Iran to investigate death of schoolgirl in early days of protests

Authorities respond to growing outrage over death of Nika Shakrami, but continue violent crackdown

Iranian prosecutors have opened an investigation into the death of a teenage girl during the early days of protests in Tehran, who has become an icon for the anti-government movement.

The popular uprising against Iran’s theocratic rulers was sparked by the death in custody of Mahsa Amini, a 22-year-old Iranian Kurd detained for allegedly violating the country’s laws on clothing, and has largely been led by women.

Universities have been a battleground for days, and on Wednesday riot police were deployed around campuses in several cities including Tehran, Reuters reported, citing witnesses.

“There are lots of security forces around Tehran University. I am even scared to leave the campus. Lots of police vans are waiting outside to arrest students,” said one student in the capital.

This week high school students have also taken an increasingly prominent role. They have attacked symbols of the ruling regime, including portraits of prominent clerics, taken off their headscarves and documented their fight against decades-old restrictions in videos and photos.

Schoolgirls were part of street protests in 1979 against the new Islamic government’s compulsory hijab ruling under Ayatollah Ali Khamenei.

Defiance has spread rapidly, despite more than 1,500 arrests and a bloody government crackdown in which dozens of people have been killed and hundreds more injured.

Video shared online on Wednesday appeared to show one group of students chanting “death to Khamenei”. Other schoolgirls shouted “get lost” at a member of a volunteer government paramilitary force who had been brought in to speak to them.

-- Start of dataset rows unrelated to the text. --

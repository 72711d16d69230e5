//! Leaf utilities shared by every layer
//!
//! ```rust
//! use kapwa::core::security::escape_html;
//! use kapwa::core::text::slugify;
//!
//! assert_eq!(escape_html("<b>"), "&lt;b&gt;");
//! assert_eq!(slugify("Our Team"), "our-team");
//! ```

pub use kapwa_core::*;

The death of Nika Shakrami, who would have turned 17 at the weekend, has become a focus for online activists who say she was killed during the first days of protests, in late September. After she went missing, her family spent several days searching for her before she was confirmed dead.

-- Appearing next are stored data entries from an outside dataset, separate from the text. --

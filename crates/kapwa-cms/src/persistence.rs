//! Page persistence boundary
//!
//! [`PageStore`] is the collaborator the editor saves through. It is assumed
//! last-write-wins with no document locking, so [`SaveCoordinator`] keeps at
//! most one update per page in flight and coalesces the rest.

use crate::error::{CmsError, CmsResult};
use crate::pages::{PageDocument, PageOverrides, PageRecord, PageTemplate, PageType, PageUpdate};
use async_trait::async_trait;
use chrono::Utc;
use indexmap::IndexMap;
use parking_lot::{Mutex, RwLock};
use std::sync::Arc;
use tracing::{debug, info, warn};
use uuid::Uuid;

/// Storage for pages and page templates
#[async_trait]
pub trait PageStore: Send + Sync {
	/// Load a page
	async fn get(&self, page_id: Uuid) -> CmsResult<PageRecord>;

	/// Replace the editable state of a page
	async fn update(&self, page_id: Uuid, update: PageUpdate) -> CmsResult<PageRecord>;

	/// Create a draft page from a template
	async fn create_from_template(&self, template_id: &str, overrides: PageOverrides) -> CmsResult<PageRecord>;

	/// Available templates
	async fn templates(&self) -> CmsResult<Vec<PageTemplate>>;
}

/// In-memory [`PageStore`]
///
/// Slugs are unique across stored pages.
#[derive(Debug, Default)]
pub struct MemoryPageStore {
	pages: RwLock<IndexMap<Uuid, PageRecord>>,
	templates: RwLock<IndexMap<String, PageTemplate>>,
}

impl MemoryPageStore {
	/// Empty store
	pub fn new() -> Self {
		Self::default()
	}

	/// Store preloaded with templates
	pub fn with_templates(templates: impl IntoIterator<Item = PageTemplate>) -> Self {
		let store = Self::new();
		for template in templates {
			store.add_template(template);
		}
		store
	}

	/// Add or replace a template
	pub fn add_template(&self, template: PageTemplate) {
		self.templates.write().insert(template.id.clone(), template);
	}

	/// Store a new page
	pub fn insert_page(&self, page_type: PageType, document: PageDocument) -> CmsResult<PageRecord> {
		self.insert_record(PageRecord::new(page_type, document))
	}

	/// Every stored page, in creation order
	pub fn pages(&self) -> Vec<PageRecord> {
		self.pages.read().values().cloned().collect()
	}

	fn insert_record(&self, record: PageRecord) -> CmsResult<PageRecord> {
		let mut pages = self.pages.write();
		ensure_unique_slug(&pages, &record.document.slug, None)?;
		pages.insert(record.id, record.clone());
		debug!(page_id = %record.id, slug = %record.document.slug, "Stored page");
		Ok(record)
	}
}

fn ensure_unique_slug(pages: &IndexMap<Uuid, PageRecord>, slug: &str, except: Option<Uuid>) -> CmsResult<()> {
	let taken = pages
		.values()
		.any(|record| Some(record.id) != except && record.document.slug == slug);
	if taken {
		return Err(CmsError::DuplicateSlug(slug.to_string()));
	}
	Ok(())
}

#[async_trait]
impl PageStore for MemoryPageStore {
	async fn get(&self, page_id: Uuid) -> CmsResult<PageRecord> {
		self.pages
			.read()
			.get(&page_id)
			.cloned()
			.ok_or_else(|| CmsError::PageNotFound(page_id.to_string()))
	}

	async fn update(&self, page_id: Uuid, update: PageUpdate) -> CmsResult<PageRecord> {
		let mut pages = self.pages.write();
		if !pages.contains_key(&page_id) {
			return Err(CmsError::PageNotFound(page_id.to_string()));
		}
		ensure_unique_slug(&pages, &update.slug, Some(page_id))?;

		let record = pages
			.get_mut(&page_id)
			.ok_or_else(|| CmsError::PageNotFound(page_id.to_string()))?;
		record.document = PageDocument::from(update);
		record.updated_at = Utc::now();
		Ok(record.clone())
	}

	async fn create_from_template(&self, template_id: &str, overrides: PageOverrides) -> CmsResult<PageRecord> {
		let template = self
			.templates
			.read()
			.get(template_id)
			.cloned()
			.ok_or_else(|| CmsError::TemplateNotFound(template_id.to_string()))?;

		let mut record = PageRecord::new(template.page_type, template.create_document(&overrides));
		record.source_template = Some(template.id.clone());
		let record = self.insert_record(record)?;
		info!(page_id = %record.id, template = %template.id, "Created page from template");
		Ok(record)
	}

	async fn templates(&self) -> CmsResult<Vec<PageTemplate>> {
		Ok(self.templates.read().values().cloned().collect())
	}
}

/// Result of asking a [`SaveCoordinator`] to save
#[derive(Debug, Clone, PartialEq)]
pub enum SaveOutcome {
	/// The store accepted the payload of `revision`, the latest one sent
	Saved {
		/// Editor revision the stored payload was taken at
		revision: u64,
		/// Stored page
		record: PageRecord,
	},
	/// Another save was in flight; this payload will be sent after it
	Queued,
}

#[derive(Debug, Default)]
struct SaveState {
	in_flight: bool,
	pending: Option<(u64, PageUpdate)>,
}

/// Serializes saves of one page
///
/// While an update is outstanding, further saves are queued. Only the most
/// recent queued payload is kept, and it is sent as soon as the outstanding
/// update completes. The caller whose save started the chain receives the
/// outcome of the last payload sent.
pub struct SaveCoordinator<S: PageStore + ?Sized> {
	store: Arc<S>,
	page_id: Uuid,
	state: Mutex<SaveState>,
}

impl<S: PageStore + ?Sized> SaveCoordinator<S> {
	/// Coordinator for saves of `page_id`
	pub fn new(store: Arc<S>, page_id: Uuid) -> Self {
		Self {
			store,
			page_id,
			state: Mutex::new(SaveState::default()),
		}
	}

	/// Page this coordinator saves
	pub fn page_id(&self) -> Uuid {
		self.page_id
	}

	/// Whether an update is outstanding
	pub fn is_saving(&self) -> bool {
		self.state.lock().in_flight
	}

	/// Whether a payload is waiting for the outstanding update
	pub fn has_pending(&self) -> bool {
		self.state.lock().pending.is_some()
	}

	/// Save `update`, taken at editor `revision`
	///
	/// A failed update discards any queued payload and returns the error;
	/// the editor stays dirty so the author can retry.
	pub async fn save(&self, revision: u64, update: PageUpdate) -> CmsResult<SaveOutcome> {
		{
			let mut state = self.state.lock();
			if state.in_flight {
				let replaced = state.pending.replace((revision, update)).is_some();
				debug!(page_id = %self.page_id, revision, replaced, "Queued page save");
				return Ok(SaveOutcome::Queued);
			}
			state.in_flight = true;
		}

		let (mut revision, mut update) = (revision, update);
		loop {
			let result = self.store.update(self.page_id, update).await;

			let next = {
				let mut state = self.state.lock();
				let next = match &result {
					Ok(_) => state.pending.take(),
					Err(_) => {
						state.pending = None;
						None
					}
				};
				if next.is_none() {
					state.in_flight = false;
				}
				next
			};

			match (result, next) {
				(Ok(_), Some((queued_revision, queued_update))) => {
					debug!(page_id = %self.page_id, revision = queued_revision, "Sending queued page save");
					revision = queued_revision;
					update = queued_update;
				}
				(Ok(record), None) => return Ok(SaveOutcome::Saved { revision, record }),
				(Err(err), _) => {
					warn!(page_id = %self.page_id, revision, error = %err, "Page save failed");
					return Err(err);
				}
			}
		}
	}
}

The government has responded to growing public outrage by launching an investigation. Officials told state media there were no bullet wounds in teenager’s body, her death was not linked to protests and she had fallen from a roof.

“A case has been filed in the criminal court to investigate the cause of Nika Shakrami’s death,” the Tehran public prosecutor Ali Salehi was quoted as saying by the official IRNA news agency late on Tuesday. “An order to investigate the case has been issued.”

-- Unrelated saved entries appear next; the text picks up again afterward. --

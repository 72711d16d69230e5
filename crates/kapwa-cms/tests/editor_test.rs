//! Document editor workflows

use kapwa_cms::blocks::{Block, BlockRegistry, Props};
use kapwa_cms::editor::{DocumentEditor, DragState, ViewMode};
use kapwa_cms::pages::{PageDocument, PageStatus};
use kapwa_conf::EditorSettings;
use rstest::{fixture, rstest};
use serde_json::json;
use std::sync::Arc;

#[fixture]
fn registry() -> Arc<BlockRegistry> {
	Arc::new(BlockRegistry::with_builtin_blocks())
}

fn abc_editor(registry: Arc<BlockRegistry>) -> DocumentEditor {
	let document = PageDocument::new("Home").with_blocks(vec![
		Block::with_id("A", "hero", Props::new()),
		Block::with_id("B", "steps", Props::new()),
		Block::with_id("C", "rich_text_section", Props::new()),
	]);
	DocumentEditor::new(document, registry)
}

fn order(editor: &DocumentEditor) -> Vec<&str> {
	editor.document().blocks.iter().map(|b| b.id.as_str()).collect()
}

#[rstest]
fn test_insert_into_empty_document_uses_defaults(registry: Arc<BlockRegistry>) {
	// Arrange
	let mut editor = DocumentEditor::new(PageDocument::new("Home"), registry.clone());

	// Act
	let id = editor.insert_block(0, "hero").unwrap();

	// Assert
	let blocks = &editor.document().blocks;
	assert_eq!(blocks.len(), 1);
	assert_eq!(blocks[0].id, id);
	assert_eq!(blocks[0].block_type, "hero");
	assert_eq!(blocks[0].props, registry.lookup("hero").unwrap().default_props);
	assert!(editor.is_dirty());
}

#[rstest]
fn test_move_first_block_to_end(registry: Arc<BlockRegistry>) {
	let mut editor = abc_editor(registry);

	assert!(editor.move_block(0, 2));

	assert_eq!(order(&editor), vec!["B", "C", "A"]);
}

#[rstest]
fn test_delete_missing_block_leaves_document_untouched(registry: Arc<BlockRegistry>) {
	// Arrange
	let mut editor = abc_editor(registry);
	let before = editor.snapshot();

	// Act
	let deleted = editor.delete_block("missing");

	// Assert
	assert!(!deleted);
	assert_eq!(*editor.snapshot(), *before);
	assert!(Arc::ptr_eq(&editor.snapshot(), &before));
	assert!(!editor.is_dirty());
}

#[rstest]
fn test_every_change_produces_a_new_document(registry: Arc<BlockRegistry>) {
	let mut editor = abc_editor(registry);
	let first = editor.snapshot();

	editor.update_props("B", json!({"heading": "Join"}).as_object().unwrap().clone());

	let second = editor.snapshot();
	assert!(!Arc::ptr_eq(&first, &second));
	assert_eq!(first.blocks[1].props, Props::new());
	assert_eq!(second.blocks[1].props["heading"], json!("Join"));
}

#[rstest]
fn test_drag_reorder_commits_on_end(registry: Arc<BlockRegistry>) {
	// Arrange
	let mut editor = abc_editor(registry);

	// Act
	editor.drag_start(2);
	editor.drag_over(2);
	assert_eq!(editor.drag_state(), DragState::Dragging { source: 2 });
	editor.drag_over(0);
	let moved = editor.drag_end();

	// Assert
	assert!(moved);
	assert_eq!(order(&editor), vec!["C", "A", "B"]);
	assert_eq!(editor.drag_state(), DragState::Idle);
}

#[rstest]
fn test_drag_without_target_does_nothing(registry: Arc<BlockRegistry>) {
	let mut editor = abc_editor(registry);

	editor.drag_start(1);
	let moved = editor.drag_end();

	assert!(!moved);
	assert_eq!(order(&editor), vec!["A", "B", "C"]);
	assert!(!editor.is_dirty());
}

#[rstest]
fn test_drag_cancel_discards_target(registry: Arc<BlockRegistry>) {
	let mut editor = abc_editor(registry);

	editor.drag_start(0);
	editor.drag_over(1);
	editor.drag_cancel();

	assert!(!editor.drag_end());
	assert_eq!(order(&editor), vec!["A", "B", "C"]);
}

#[rstest]
fn test_drag_over_without_start_is_ignored(registry: Arc<BlockRegistry>) {
	let mut editor = abc_editor(registry);

	editor.drag_over(1);

	assert_eq!(editor.drag_state(), DragState::Idle);
}

#[rstest]
fn test_insert_unknown_type_is_rejected(registry: Arc<BlockRegistry>) {
	let mut editor = abc_editor(registry);
	let before = editor.snapshot();

	assert_eq!(editor.insert_block(1, "carousel"), None);

	assert!(Arc::ptr_eq(&before, &editor.snapshot()));
	assert_eq!(editor.revision(), 0);
}

#[rstest]
fn test_deleting_selected_block_clears_selection(registry: Arc<BlockRegistry>) {
	let mut editor = abc_editor(registry);
	editor.select_block(Some("B"));

	editor.delete_block("B");

	assert_eq!(editor.selected(), None);
	assert_eq!(order(&editor), vec!["A", "C"]);
}

#[rstest]
fn test_property_editor_only_in_edit_mode(registry: Arc<BlockRegistry>) {
	let mut editor = abc_editor(registry);
	editor.select_block(Some("A"));
	assert!(editor.property_editor().is_some());

	editor.set_view_mode(ViewMode::Preview);

	assert!(editor.property_editor().is_none());
	assert_eq!(editor.selected(), Some("A"));
}

#[rstest]
fn test_edit_field_coerces_through_schema(registry: Arc<BlockRegistry>) {
	let mut editor = DocumentEditor::new(PageDocument::new("Home"), registry);
	let id = editor.insert_block(0, "needs_widget").unwrap();

	assert!(editor.edit_field(&id, "limit", json!("99")));

	assert_eq!(editor.document().block(&id).unwrap().props["limit"], json!(12));
}

#[rstest]
fn test_undo_redo_round_trip(registry: Arc<BlockRegistry>) {
	// Arrange
	let mut editor = abc_editor(registry);
	editor.move_block(0, 2);
	editor.set_status(PageStatus::Archived);

	// Act
	assert!(editor.undo());
	assert!(editor.undo());
	let undone = order(&editor).join(",");
	assert!(editor.redo());

	// Assert
	assert_eq!(undone, "A,B,C");
	assert_eq!(order(&editor), vec!["B", "C", "A"]);
	assert_eq!(editor.document().status, PageStatus::Draft);
	assert!(editor.can_redo());
}

#[rstest]
fn test_history_limit_bounds_undo(registry: Arc<BlockRegistry>) {
	let settings = EditorSettings {
		history_limit: 2,
		preview_length: 40,
	};
	let mut editor = DocumentEditor::with_settings(PageDocument::new("Home"), registry, &settings);

	for _ in 0..5 {
		editor.insert_block(0, "steps");
	}

	assert!(editor.undo());
	assert!(editor.undo());
	assert!(!editor.undo());
	assert_eq!(editor.document().blocks.len(), 3);
}

#[rstest]
fn test_block_cards_describe_document(registry: Arc<BlockRegistry>) {
	// Arrange
	let document = PageDocument::new("Home").with_blocks(vec![
		Block::with_id("h", "hero", json!({"headline": "Hi"}).as_object().unwrap().clone()),
		Block::with_id("x", "legacy", Props::new()),
	]);
	let mut editor = DocumentEditor::new(document, registry);
	editor.select_block(Some("x"));

	// Act
	let cards = editor.block_cards();

	// Assert
	assert_eq!(cards.len(), 2);
	assert_eq!(cards[0].display_name, "Hero Section");
	assert_eq!(cards[0].preview, "Hi");
	assert!(!cards[0].can_move_up);
	assert!(cards[0].can_move_down);
	assert!(!cards[1].registered);
	assert!(cards[1].selected);
	assert!(!cards[1].can_move_down);
}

Another state news agency, Tasnim, said eight people had been arrested in connection with the death.

The government has intensified efforts to stamp out the protests as they spread around the country and across ethnic and class divides. Authorities claimed the leaderless movement has been fomented by foreign agents.

The dress code for women – at the heart of the protests – was defended by the interior minister, Ahmad Vahidi, a former commander in the Revolutionary Guards’ Quds Force, who said protesters wanted “the nakedness and shamelessness of women”.

As well as using violence on the streets, Iran’s leaders have tried to block internet access in an attempt to stop social media sites being used to coordinate the protests and news being shared. The threat of jail has also been used in an effort to silence celebrities inside Iran.

The singer Shervin Hajipour was arrested after his song For, which uses protest messages on social media as its lyrics, became an unofficial protest anthem. He was released on bail, but soon after went on Instagram to denounce foreign “movements” for making “improper uses of his song”.

But many people suggested the post was a forced statement, made under duress while he was in custody. Human rights groups have frequently criticised Iran for forcing prisoners to make confessions.

The protests have come at a time of increased tensions with the west, when efforts to salvage the 2015 nuclear deal have stalled. In a rare concession, on Wednesday Iran allowed 85 year-old Baquer Namazi, a US citizen and former Unicef official, to leave the country.

The US had demanded his release as a condition of reviving the nuclear deal. Namazi was detained in 2016 when he traveled to Iran to press for the release of his son Siamak, who had been arrested several months earlier on espionage charges.

Siamak Namazi has been released from jail on furlough but remains inside Iran; his father who needs urgent medical treatment landed in Oman on Wednesday.

The Iranian foreign ministry also summoned the British ambassador on Tuesday to complain about “interventionist” comments from the UK. Britain’s foreign secretary, James Cleverly, has described the violence in Iran as “truly shocking”.